The last paper in this selection is Data Integrity Checks for Building Automation and Control Systems by authors Markus Gwerder, Reto Marek, Andreas Melillo and Maria Husmann, published in Proceedings of CLIMA 2022 Conference, May 2022.
This paper addresses the challenge of using reliable and trustworthy data in Building Automation Systems. As data from building automation and control systems is growing in quantity, its quality needs to be improved in order to allow better management and data analytics over it. Towards that end authors introduce a system for integrity checks for building automation applications and using more reliable data for data analytics processes.
As the paper argues, the building automation industry faces a growing need for smart data integration in order to manage and utilize the data coming in from controllers. And while growing in quantity, the quality of this data is often poor “due to erroneous installation, commissioning, data recording or meta-information”. Focused on acquisition only, building automation engineers do not take into account the tagging quality and the need for analytics at a later stage. As a result of these data quality issues, the need for integrity checks arises.
The paper presents such data integrity checks for building automation applications, with examples using data recorded from a real building automation project – the very interesting case of Aspern Smart City Research – the largest and most innovative energy research project in all of Europe.
A major component of the developed solution for integrity checks is the semantic modeling of data. For prototyping and evaluation of data integrity check algorithms, a software test environment was designed and used for preprocessing and storing data, corresponding semantic model data access and automated execution of data integrity checks.
The software development environment consists of three main parts – a time series database, a graph database to store semantic information, and a data workflow management platform. Researchers used GraphDB to store semantic metadata.

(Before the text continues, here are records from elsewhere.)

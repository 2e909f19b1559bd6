use bitflags::bitflags;
use tracing::{debug, instrument, warn};

use crate::backend::{DocumentBackend, Link, SliceProgress, SliceRequest, SliceTransform};
use crate::bitmap::Bitmap;
use crate::geometry::{PixelRect, Size};
use crate::host::{draw_clipped, Host};
use crate::layout::Rotation;
use crate::text::TextPage;

/// Lower bound for a tile side, in pixels.
pub const MIN_TILE_SIZE: i32 = 1500;

bitflags! {
    /// Which sides of a tile touch the outside of the document and need matte
    /// painted next to them.
    #[derive(Debug, Clone, Copy, PartialEq, Eq, Default)]
    pub struct TileEdges: u8 {
        const TOP = 0x01;
        const BOTTOM = 0x02;
        const LEFT = 0x04;
        const RIGHT = 0x08;
        /// Top of a page in continuous mode.
        const TOP_SPACE = 0x10;
        /// Bottom of a page in continuous mode; the gap to the next page is
        /// painted below it.
        const BOTTOM_SPACE = 0x20;
    }
}

/// Tile side for a viewport dimension: twice the viewport but at least
/// [`MIN_TILE_SIZE`], shrunk to the page when the page is smaller.
pub fn tile_extent(viewport: i32, page: i32) -> i32 {
    let extent = (2 * viewport).max(MIN_TILE_SIZE);
    if extent > page {
        page.max(1)
    } else {
        extent
    }
}

#[derive(Debug, Clone)]
pub struct Tile {
    /// Area covered, in page pixels.
    pub bounds: PixelRect,
    pub dest_x: i32,
    pub dest_y: i32,
    pub edges: TileEdges,
    pub bitmap: Bitmap,
    pub transform: SliceTransform,
}

impl Tile {
    pub fn window_rect(&self) -> PixelRect {
        PixelRect::from_origin_size(
            self.dest_x,
            self.dest_y,
            self.bounds.width(),
            self.bounds.height(),
        )
    }
}

/// A tile whose rasterization is in progress. Coordinate conversions fall
/// back to it while the page has no finished tile yet.
#[derive(Debug, Clone, Copy)]
pub struct InFlightTile {
    pub page: usize,
    pub bounds: PixelRect,
    pub transform: SliceTransform,
}

/// A page resident in the cache, rendered at the current resolution.
#[derive(Debug)]
pub struct PageEntry {
    pub page: usize,
    pub width: i32,
    pub height: i32,
    pub tile_width: i32,
    pub tile_height: i32,
    pub dest_x: i32,
    pub dest_y: i32,
    tiles: Vec<Tile>,
    links: Option<Vec<Link>>,
    text: Option<TextPage>,
}

impl PageEntry {
    pub fn new(page: usize, width: i32, height: i32, viewport: Size) -> Self {
        Self {
            page,
            width,
            height,
            tile_width: tile_extent(viewport.width, width),
            tile_height: tile_extent(viewport.height, height),
            dest_x: 0,
            dest_y: 0,
            tiles: Vec::new(),
            links: None,
            text: None,
        }
    }

    pub fn tiles(&self) -> &[Tile] {
        &self.tiles
    }

    pub(crate) fn tiles_mut(&mut self) -> &mut [Tile] {
        &mut self.tiles
    }

    pub fn window_rect(&self) -> PixelRect {
        PixelRect::from_origin_size(self.dest_x, self.dest_y, self.width, self.height)
    }

    /// Origins of every tile in the page grid.
    pub fn grid(&self) -> impl Iterator<Item = (i32, i32)> + '_ {
        let ys = (0..self.height.max(1)).step_by(self.tile_height as usize);
        ys.flat_map(move |y| {
            (0..self.width.max(1))
                .step_by(self.tile_width as usize)
                .map(move |x| (x, y))
        })
    }

    /// Tile rectangle starting at `(x, y)`, clipped to the page.
    pub fn slice_at(&self, x: i32, y: i32) -> PixelRect {
        PixelRect::new(
            x,
            y,
            (x + self.tile_width).min(self.width),
            (y + self.tile_height).min(self.height),
        )
    }

    pub fn has_tile_at(&self, x: i32, y: i32) -> bool {
        self.tiles
            .iter()
            .any(|tile| tile.bounds.x_min == x && tile.bounds.y_min == y)
    }

    pub(crate) fn set_origin(&mut self, dest_x: i32, dest_y: i32) {
        self.dest_x = dest_x;
        self.dest_y = dest_y;
        for tile in &mut self.tiles {
            tile.dest_x = dest_x + tile.bounds.x_min;
            tile.dest_y = dest_y + tile.bounds.y_min;
        }
    }

    /// Drops tiles whose window rectangle lies entirely outside `keep`.
    pub(crate) fn evict_outside(&mut self, keep: PixelRect) {
        let before = self.tiles.len();
        self.tiles.retain(|tile| {
            let rect = tile.window_rect();
            !(rect.x_max < keep.x_min
                || rect.x_min > keep.x_max
                || rect.y_max < keep.y_min
                || rect.y_min > keep.y_max)
        });
        if self.tiles.len() != before {
            debug!(
                page = self.page,
                evicted = before - self.tiles.len(),
                "evicted tiles"
            );
        }
    }

    /// Grid origins of the tiles intersecting the window extended by half a
    /// viewport on every side.
    pub(crate) fn wanted_tiles(&self, viewport: Size) -> Vec<(i32, i32)> {
        let mut x0 = self.dest_x.max(-viewport.width / 2);
        let mut x1 = (self.dest_x + self.width - 1).min(viewport.width + viewport.width / 2);
        let mut y0 = self.dest_y.max(-viewport.height / 2);
        let mut y1 = (self.dest_y + self.height - 1).min(viewport.height + viewport.height / 2);
        x0 = (x0 - self.dest_x).div_euclid(self.tile_width) * self.tile_width;
        x1 = (x1 - self.dest_x).div_euclid(self.tile_width) * self.tile_width;
        y0 = (y0 - self.dest_y).div_euclid(self.tile_height) * self.tile_height;
        y1 = (y1 - self.dest_y).div_euclid(self.tile_height) * self.tile_height;

        let mut origins = Vec::new();
        let mut y = y0;
        while y <= y1 {
            let mut x = x0;
            while x <= x1 {
                origins.push((x, y));
                x += self.tile_width;
            }
            y += self.tile_height;
        }
        origins
    }

    fn edges_for(&self, bounds: PixelRect, continuous: bool, page_count: usize) -> TileEdges {
        let mut edges = TileEdges::empty();
        if bounds.x_min == 0 {
            edges |= TileEdges::LEFT;
        }
        if bounds.x_max == self.width {
            edges |= TileEdges::RIGHT;
        }
        if continuous {
            if bounds.y_min == 0 {
                edges |= TileEdges::TOP_SPACE;
                if self.page == 1 {
                    edges |= TileEdges::TOP;
                }
            }
            if bounds.y_max == self.height {
                edges |= TileEdges::BOTTOM_SPACE;
                if self.page == page_count {
                    edges |= TileEdges::BOTTOM;
                }
            }
        } else {
            if bounds.y_min == 0 {
                edges |= TileEdges::TOP;
            }
            if bounds.y_max == self.height {
                edges |= TileEdges::BOTTOM;
            }
        }
        edges
    }

    /// Rasterizes the tile at grid origin `(x, y)` unless it is already
    /// resident. Returns whether a new tile was produced.
    #[instrument(skip(self, ctx), fields(page = self.page))]
    pub(crate) fn request_tile(&mut self, x: i32, y: i32, ctx: &mut RasterContext<'_>) -> bool {
        if self.has_tile_at(x, y) {
            return false;
        }
        let bounds = self.slice_at(x, y);
        let dest_x = self.dest_x + bounds.x_min;
        let dest_y = self.dest_y + bounds.y_min;
        let edges = self.edges_for(bounds, ctx.continuous, ctx.page_count);
        let request = SliceRequest {
            page: self.page,
            h_dpi: ctx.dpi,
            v_dpi: ctx.dpi,
            rotation: ctx.rotation,
            use_media_box: false,
            slice: bounds,
        };
        let clip = PixelRect::from_origin_size(0, 0, ctx.viewport.width, ctx.viewport.height);
        let page = self.page;
        let document = ctx.document;
        let host: &mut dyn Host = &mut *ctx.host;
        let in_flight = &mut *ctx.in_flight;

        host.set_busy(true);
        let result = document.rasterize_slice(&request, &mut |progress: SliceProgress<'_>| {
            *in_flight = Some(InFlightTile {
                page,
                bounds,
                transform: *progress.transform,
            });
            let tile_area = PixelRect::new(0, 0, bounds.width(), bounds.height());
            if let Some(dirty) = progress.dirty.intersect(&tile_area) {
                draw_clipped(
                    host,
                    progress.bitmap,
                    dirty,
                    dest_x + dirty.x_min,
                    dest_y + dirty.y_min,
                    clip,
                );
            }
        });
        *in_flight = None;
        host.set_busy(false);

        match result {
            Ok(slice) => {
                self.tiles.push(Tile {
                    bounds,
                    dest_x,
                    dest_y,
                    edges,
                    bitmap: slice.bitmap,
                    transform: slice.transform,
                });
                true
            }
            Err(err) => {
                warn!(?err, page, x, y, "failed to rasterize tile");
                false
            }
        }
    }

    /// Link table of the page, fetched on first use.
    pub(crate) fn links(&mut self, document: &dyn DocumentBackend) -> &[Link] {
        let page = self.page;
        self.links.get_or_insert_with(|| {
            document.page_links(page).unwrap_or_else(|err| {
                warn!(?err, page, "failed to read page links");
                Vec::new()
            })
        })
    }

    /// Text of the page at the resolution it is displayed at, extracted on
    /// first use.
    pub(crate) fn text(
        &mut self,
        document: &dyn DocumentBackend,
        dpi: f64,
        rotation: Rotation,
    ) -> &mut TextPage {
        let page = self.page;
        self.text.get_or_insert_with(|| {
            document
                .text_page(page, dpi, rotation)
                .unwrap_or_else(|err| {
                    warn!(?err, page, "failed to extract page text");
                    TextPage::default()
                })
        })
    }

    pub(crate) fn cached_text(&self) -> Option<&TextPage> {
        self.text.as_ref()
    }
}

/// Shared state handed down while rasterizing tiles.
pub(crate) struct RasterContext<'a> {
    pub document: &'a dyn DocumentBackend,
    pub host: &'a mut dyn Host,
    pub in_flight: &'a mut Option<InFlightTile>,
    pub dpi: f64,
    pub rotation: Rotation,
    pub continuous: bool,
    pub page_count: usize,
    pub viewport: Size,
}

/// Pages currently resident, kept sorted by page number. In continuous mode
/// they form a contiguous run.
#[derive(Debug, Default)]
pub struct TileCache {
    pages: Vec<PageEntry>,
}

impl TileCache {
    pub fn pages(&self) -> &[PageEntry] {
        &self.pages
    }

    pub(crate) fn pages_mut(&mut self) -> &mut [PageEntry] {
        &mut self.pages
    }

    pub fn is_empty(&self) -> bool {
        self.pages.is_empty()
    }

    pub fn clear(&mut self) {
        self.pages.clear();
    }

    pub fn find(&self, page: usize) -> Option<&PageEntry> {
        self.pages.iter().find(|entry| entry.page == page)
    }

    pub(crate) fn find_mut(&mut self, page: usize) -> Option<&mut PageEntry> {
        self.pages.iter_mut().find(|entry| entry.page == page)
    }

    pub fn first(&self) -> Option<&PageEntry> {
        self.pages.first()
    }

    pub fn last(&self) -> Option<&PageEntry> {
        self.pages.last()
    }

    pub(crate) fn insert(&mut self, entry: PageEntry) {
        let index = self.pages.partition_point(|existing| existing.page < entry.page);
        if self.pages.get(index).is_some_and(|existing| existing.page == entry.page) {
            self.pages[index] = entry;
        } else {
            self.pages.insert(index, entry);
        }
    }

    /// Keeps only pages within `first..=last`.
    pub(crate) fn retain_range(&mut self, first: usize, last: usize) {
        self.pages
            .retain(|entry| entry.page >= first && entry.page <= last);
    }

    pub fn tile_count(&self) -> usize {
        self.pages.iter().map(|entry| entry.tiles.len()).sum()
    }
}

As authors highlight, semantic data is a key component to “achieve a high degree of automation in setting up the checks [and] it is only through them that the recorded time series data are given context and meaning.” This use of semantic technology is already proven to be efficient in practice – two of the leading vendors of Building Management Systems already use GraphDB to support more efficient operations of tens of thousands of buildings around the globe.Semantic data is a key component to achieve a high degree of automation in setting up the checks and it is only through them that the recorded time series data are given context and meaning. Click To Tweet
The highlighted research showcased that it takes a semantic data approach to tackle the challenges of the increasingly complex environments we interact with. Building efficient applications for such environments relies on the right data. And the right data is the data put in context and made meaningful. Maturing over time, RDF graph databases and semantic technologies are proving to be a reliable solution for bringing context and meaning to data and factoring in interoperability, sustainability and repeatability in data projects.